Robin sat in an uncomfortable plastic chair. Its shape was becoming familiar at this stage. It was his third time in this place. Although the uncomfortable chair remained just as uncomfortable, he felt considerably better than he did the first two times. Perhaps due to the medication, perhaps due to him actually doing something progressive. Rather than decaying at home, lost in all too familiar thought and worry. It had been much worse the first time and little better the second.

Dr. Silman sat across from him. Scribbling, as he had been both times Robin had seen him before this. And - as always - the window behind the good doctor was wide open. The sounds of traffic from the bypass on the other side of the horse-filled field behind the clinic drifted through.

The effect was calming. It was summer in the Irish countryside. Truly a wonderful time.

Why can’t I enjoy it like everyone else?

The first time Robin had paid a visit to the Whitestable doctors’ surgery had come about after a particularly nasty night. There were tears involved. A nervous breakdown, his mother had called it. An appointment had been scheduled immediately. It was three weeks later now. There had been improvements.

‘Well,’ began the doctor, ceasing his relentless scribbling. At the exact same time Robin’s phone buzzed in his pocket - on silent mode - a text message.
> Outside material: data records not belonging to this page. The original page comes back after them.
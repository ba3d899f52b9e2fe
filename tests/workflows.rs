//! End-to-end flows spanning the access gate, record vault, appointments,
//! and notification stream.

use soroban_sdk::{
    testutils::{Address as _, Ledger},
    Address, BytesN, Env,
};

use appointments::AppointmentStatus;
use medical_records::{RecordCategory, TicketKind, TicketState};
use notifications::{NotificationPriority, NotificationType};
use patient_access::{AccessDecision, AccessPath, ViewerRole};

use crate::fixtures::{deploy, digest, s};

const DAY: u64 = 86_400;
const WEEK: u64 = 604_800;

fn set_time(env: &Env, ts: u64) {
    env.ledger().with_mut(|l| l.timestamp = ts);
}

/// The QR flow end-to-end: the patient issues a share token, the scan
/// resolves anonymously through the gate, records stream back grouped, and
/// the doctor's recent-patients list remembers the visit.
#[test]
fn test_qr_scan_to_records_flow() {
    let env = Env::default();
    set_time(&env, 1_000);
    let suite = deploy(&env);

    // Patient hands out a QR token good for a day.
    let token = digest(&env, 42);
    suite.access.issue_share_token(&suite.patient, &token, &DAY);

    // A record is already on file.
    let record_id = suite.records.add_record(
        &suite.doctor,
        &suite.patient,
        &s(&env, "Blood panel"),
        &RecordCategory::Report,
        &s(&env, "application/pdf"),
        &204_800,
        &s(&env, "vault/2026/08/report-0001.pdf"),
    );

    // The scanning device has no session: classification is anonymous and
    // scoped to the token's patient.
    let resolved = suite.access.classify(&None::<Address>, &Some(token.clone()));
    assert_eq!(resolved.role, ViewerRole::Anonymous);
    assert_eq!(resolved.subject, Some(suite.patient.clone()));

    // The grouped listing and a download ticket both ride the token.
    let groups = suite
        .records
        .list_records(&None::<Address>, &Some(token.clone()), &suite.patient);
    assert_eq!(groups.reports.len(), 1);

    let ticket_id = suite.records.issue_file_ticket(
        &None::<Address>,
        &Some(token),
        &record_id,
        &TicketKind::Download,
    );
    assert_eq!(suite.records.ticket_status(&ticket_id), TicketState::Valid);

    // The doctor bookmarks the patient for the week.
    suite.access.remember_patient(&suite.doctor, &suite.patient);
    let recent = suite.access.recent_patients(&suite.doctor);
    assert_eq!(recent.len(), 1);
    assert_eq!(recent.get(0).unwrap().name, s(&env, "Jomo Otieno"));

    // Both gate decisions were audited.
    let log = suite.access.get_access_log(&suite.admin, &0, &10);
    assert!(log.len() >= 2);
}

/// Revoking the token cuts anonymous access immediately, while the display
/// cache keeps showing the patient: cached display data never authorizes.
#[test]
fn test_revoked_token_denies_while_cache_still_displays() {
    let env = Env::default();
    set_time(&env, 1_000);
    let suite = deploy(&env);

    let token = digest(&env, 7);
    suite.access.issue_share_token(&suite.patient, &token, &DAY);
    suite.access.remember_patient(&suite.doctor, &suite.patient);

    suite.access.revoke_share_token(&suite.patient, &token);

    assert_eq!(
        suite
            .access
            .check_patient_access(&None::<Address>, &Some(token.clone()), &suite.patient),
        AccessDecision::Denied
    );
    assert!(suite
        .records
        .try_list_records(&None::<Address>, &Some(token), &suite.patient)
        .is_err());

    // The recent list is untouched: it is a display cache, not a grant.
    assert_eq!(suite.access.recent_patients(&suite.doctor).len(), 1);
    // And holding a cache entry gives the holder no anonymous path.
    assert_eq!(
        suite
            .access
            .check_patient_access(&None::<Address>, &None::<BytesN<32>>, &suite.patient),
        AccessDecision::Denied
    );
}

/// The appointment lifecycle end-to-end, with the notification stream
/// carrying each step to the patient.
#[test]
fn test_appointment_lifecycle_with_stream() {
    let env = Env::default();
    set_time(&env, 1_000);
    let suite = deploy(&env);

    let appt_id = suite.appts.request_appointment(
        &suite.patient,
        &suite.doctor,
        &(1_000 + DAY),
        &30,
        &appointments::AppointmentType::Consultation,
        &s(&env, "Persistent headaches"),
    );

    suite.appts.accept(&suite.doctor, &appt_id);
    suite.notify.notify(
        &suite.admin,
        &suite.patient,
        &NotificationType::AppointmentAccepted,
        &NotificationPriority::Normal,
        &s(&env, "Appointment accepted"),
        &s(&env, "Dr. Asha Mwangi accepted your request."),
        &Some(appt_id),
        &None,
    );

    // The patient polls the stream: connected batch with the acceptance.
    let batch = suite.notify.stream_poll(&suite.patient, &0, &10);
    assert!(batch.connected);
    assert_eq!(batch.notifications.len(), 1);
    assert_eq!(
        batch.notifications.get(0).unwrap().reference_id,
        Some(appt_id)
    );
    assert_eq!(batch.unread, 1);

    // Doctor notes: the patient sees only the shared half.
    suite.appts.update_notes(
        &suite.doctor,
        &appt_id,
        &s(&env, "Rest and hydration."),
        &s(&env, "Possible migraine; monitor."),
    );
    let seen = suite.appts.get_appointment(
        &Some(suite.patient.clone()),
        &None::<BytesN<32>>,
        &appt_id,
    );
    assert_eq!(seen.notes_shared, s(&env, "Rest and hydration."));
    assert_eq!(seen.notes_private, s(&env, ""));

    suite.appts.complete(&suite.doctor, &appt_id);
    let done = suite.appts.get_appointment(
        &Some(suite.doctor.clone()),
        &None::<BytesN<32>>,
        &appt_id,
    );
    assert_eq!(done.status, AppointmentStatus::Completed);

    let trail = suite.appts.get_history(&suite.admin, &appt_id);
    assert_eq!(trail.len(), 4); // created, accepted, notes, completed
}

/// Every time-bounded artifact lapses on its own clock: the share token,
/// the recent-patient cache entry, and the file ticket.
#[test]
fn test_independent_expiry_clocks() {
    let env = Env::default();
    set_time(&env, 1_000);
    let suite = deploy(&env);

    let token = digest(&env, 9);
    suite.access.issue_share_token(&suite.patient, &token, &DAY);
    suite.access.remember_patient(&suite.doctor, &suite.patient);
    let record_id = suite.records.add_record(
        &suite.doctor,
        &suite.patient,
        &s(&env, "X-ray"),
        &RecordCategory::Report,
        &s(&env, "image/png"),
        &100_000,
        &s(&env, "vault/2026/08/xray-0001.png"),
    );
    let ticket_id = suite.records.issue_file_ticket(
        &Some(suite.doctor.clone()),
        &None::<BytesN<32>>,
        &record_id,
        &TicketKind::Preview,
    );

    // Fifteen minutes: only the ticket has lapsed.
    set_time(&env, 1_000 + 900);
    assert_eq!(suite.records.ticket_status(&ticket_id), TicketState::Expired);
    assert_eq!(suite.access.resolve_token(&token), Some(suite.patient.clone()));
    assert_eq!(suite.access.recent_patients(&suite.doctor).len(), 1);

    // One day: the token follows.
    set_time(&env, 1_000 + DAY);
    assert_eq!(suite.access.resolve_token(&token), None);
    assert_eq!(suite.access.recent_patients(&suite.doctor).len(), 1);

    // Seven days: the display cache drains last.
    set_time(&env, 1_000 + WEEK);
    assert_eq!(suite.access.recent_patients(&suite.doctor).len(), 0);
}

/// Deactivating a doctor severs every downstream capability at the single
/// resolution point, with no per-contract cleanup.
#[test]
fn test_deactivated_doctor_loses_all_paths() {
    let env = Env::default();
    set_time(&env, 1_000);
    let suite = deploy(&env);

    let appt_id = suite.appts.request_appointment(
        &suite.patient,
        &suite.doctor,
        &(1_000 + DAY),
        &30,
        &appointments::AppointmentType::FollowUp,
        &s(&env, "Follow-up"),
    );
    suite.records.add_record(
        &suite.doctor,
        &suite.patient,
        &s(&env, "Blood panel"),
        &RecordCategory::Report,
        &s(&env, "application/pdf"),
        &1_000,
        &s(&env, "vault/2026/08/report-0002.pdf"),
    );

    suite.access.deactivate_user(&suite.admin, &suite.doctor);

    assert_eq!(
        suite
            .access
            .check_patient_access(&Some(suite.doctor.clone()), &None::<BytesN<32>>, &suite.patient),
        AccessDecision::Denied
    );
    assert!(suite
        .records
        .try_list_records(&Some(suite.doctor.clone()), &None::<BytesN<32>>, &suite.patient)
        .is_err());
    assert!(suite.appts.try_accept(&suite.doctor, &appt_id).is_err());
    assert!(suite
        .records
        .try_add_record(
            &suite.doctor,
            &suite.patient,
            &s(&env, "After deactivation"),
            &RecordCategory::Report,
            &s(&env, "application/pdf"),
            &1_000,
            &s(&env, "vault/2026/08/report-0003.pdf"),
        )
        .is_err());
}

/// A doctor session shadows any token in the same request context, and the
/// doctor path is what lands in the audit log.
#[test]
fn test_session_priority_over_token_across_contracts() {
    let env = Env::default();
    set_time(&env, 1_000);
    let suite = deploy(&env);

    let token = digest(&env, 3);
    suite.access.issue_share_token(&suite.patient, &token, &DAY);

    let decision = suite.access.check_patient_access(
        &Some(suite.doctor.clone()),
        &Some(token.clone()),
        &suite.patient,
    );
    assert_eq!(decision, AccessDecision::Granted(AccessPath::DoctorSession));

    // The token was not consumed by the shadowed path.
    assert_eq!(
        suite
            .access
            .get_share_token(&suite.patient, &token)
            .use_count,
        0
    );
}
His hand twitched. The doctor continued to speak but his words were lost to Robin. He needed to see the message; he knew who it was from.

Jacky.

Robin eyes stared straight into Dr. Silamn’s, but his mind was not there. His thoughts were miles away, in the city. The doctor’s monotonous voice was background noise, although the words ‘breathing space’ and ‘fluoxetine’ registered

He’s probably talking to himself anyway.

He thought of the rest of the day, of his plans and he was seized by an urgent need to leave.

‘Robin?’

Robin blinked. The drone of traffic returned to the room, although he knew it had never left.

‘Yes?’

‘The medication, is it having any effect?’ the doctor said, clearly repeating himself.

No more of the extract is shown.